Quand il est mort en 2004, Emile Peynaud jouissait encore de toutes ses facultés sensorielles – tout au moins me plais-je à le penser – dont l’odorat et le goût qui lui avaient valu sa carrière et sa notoriété. Ce n’est pas le cas de tout le monde : je dispose de deux exemples au moins dans la famille de mon épouse – son arrière grand-mère devenue anosmique qui n’avait pas senti le feu prenant à ses cheveux, et son grand’ père maternel, expert en vins auprès des tribunaux pour une grande partie de sa vie, qui se satisfaisait sur ses vieux jours d’une infâme piquette tournée dont il ne distinguait plus les défauts. Dieu veuille que j’échappe à un sort aussi funeste ! Et pourtant, comment m’assurer que je ne suis pas cette pente ? L’autre jour, en dégustation pour le guide, j’officiais à une table prestigieuse : le maître de chais d’un grand Châteauneuf, une sommelière conseil experte et un émérite vigneron de la région, nous évaluions des côtes du Rhône du sud.
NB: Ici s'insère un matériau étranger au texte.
// vsenv-rs: Visual Studio toolchain environment resolver
//
// SPDX-FileCopyrightText: 2026 Romeo Ahmed
// SPDX-License-Identifier: GPL-3.0-or-later

//! Destinations for the resolved environment.
//!
//! ```text
//! JobEnvironmentSink
//!   current(name)                  value as later build steps will see it
//!   set_variable(name, value)      overwrite
//!   prepend_to_path(name, segs)    put segs in front of a path list
//!        |
//!        +--> MemorySink   Env in memory (dry runs, tests)
//!        +--> GithubSink   $GITHUB_ENV / $GITHUB_PATH files
//!        +--> ShellSink    `export` / `$env:` lines on a writer
//! ```
//!
//! Sinks do not deduplicate; the applier only hands them missing segments.

pub mod github;
pub mod shell;


pub use github::GithubSink;
pub use shell::{ShellSink, ShellSyntax};

use crate::core::env::container::Env;
use crate::core::env::diff::PATH_LIST_SEPARATOR;
use crate::error::{SinkError, SinkResult};

/// Write access to the environment of the surrounding CI job.
pub trait JobEnvironmentSink {
    /// Current value of `name` as subsequent steps would observe it.
    fn current(&self, name: &str) -> Option<String>;

    /// Sets `name` to `value`, replacing any previous value.
    ///
    /// # Errors
    ///
    /// Returns a [`SinkError`] if the name is invalid or the write fails.
    fn set_variable(&mut self, name: &str, value: &str) -> SinkResult<()>;

    /// Puts `segments` (in order) in front of the path list `name`.
    ///
    /// # Errors
    ///
    /// Returns a [`SinkError`] if the name is invalid or the write fails.
    fn prepend_to_path(&mut self, name: &str, segments: &[String]) -> SinkResult<()>;
}

/// Sink that only records into an [`Env`].
#[derive(Debug, Clone, Default)]
pub struct MemorySink {
    env: Env,
}

impl MemorySink {
    #[must_use]
    pub fn new(env: Env) -> Self {
        Self { env }
    }

    #[must_use]
    pub const fn env(&self) -> &Env {
        &self.env
    }

    #[must_use]
    pub fn into_env(self) -> Env {
        self.env
    }
}

impl JobEnvironmentSink for MemorySink {
    fn current(&self, name: &str) -> Option<String> {
        self.env.get(name).map(ToString::to_string)
    }

    fn set_variable(&mut self, name: &str, value: &str) -> SinkResult<()> {
        validate_name(name)?;
        self.env.set(name, value);
        Ok(())
    }

    fn prepend_to_path(&mut self, name: &str, segments: &[String]) -> SinkResult<()> {
        validate_name(name)?;
        let value = prepend_segments(segments, self.env.get(name));
        self.env.set(name, value);
        Ok(())
    }
}

/// Rejects names no shell or env file can carry.
///
/// # Errors
///
/// Returns [`SinkError::InvalidName`] for empty names and for names
/// containing `=` or a whitespace/control character.
pub fn validate_name(name: &str) -> SinkResult<()> {
    let bad = name.is_empty()
        || name
            .chars()
            .any(|c| c == '=' || c.is_whitespace() || c.is_control());
    if bad {
        return Err(SinkError::InvalidName(name.to_string()));
    }
    Ok(())
}

/// `segments` joined in front of `existing`.
#[must_use]
pub fn prepend_segments(segments: &[String], existing: Option<&str>) -> String {
    let mut parts: Vec<&str> = segments.iter().map(String::as_str).collect();
    if let Some(existing) = existing.filter(|v| !v.is_empty()) {
        parts.push(existing);
    }
    parts.join(&PATH_LIST_SEPARATOR.to_string())
}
Et comme ils y allaient sur le cuir, le poivre, la menthe, la garrigue, le cassis et la marjolaine ! Des parfums que je connais – sauf la marjolaine, pas très nette dans mes papilles – une palette complète de senteurs que les trois autres détectaient à peine les nez approchés des verres. Et moi je peinais, sentant bien des parfums familiers au milieu de puissantes odeurs vineuses, bien incapable d’accrocher un nom dessus pour peu que je réussisse à les isoler. Étais-je en train de perdre le peu de nez que j’avais réussi à mobiliser ? Heureusement, je disposais chez moi d’un juge de paix, le petit coffret des arômes de Jean Lenoir, un outil de référence. Je demandai à ma femme de me préparer un test à l’aveugle, six arômes parmi les douze proposés. Ouf ! Cent pour cent de réussite ! Évidemment, je connais très bien les arômes présentés et j’y reviens régulièrement pour réviser, mais tout de même : je n’ai pas encore complètement perdu mes papilles !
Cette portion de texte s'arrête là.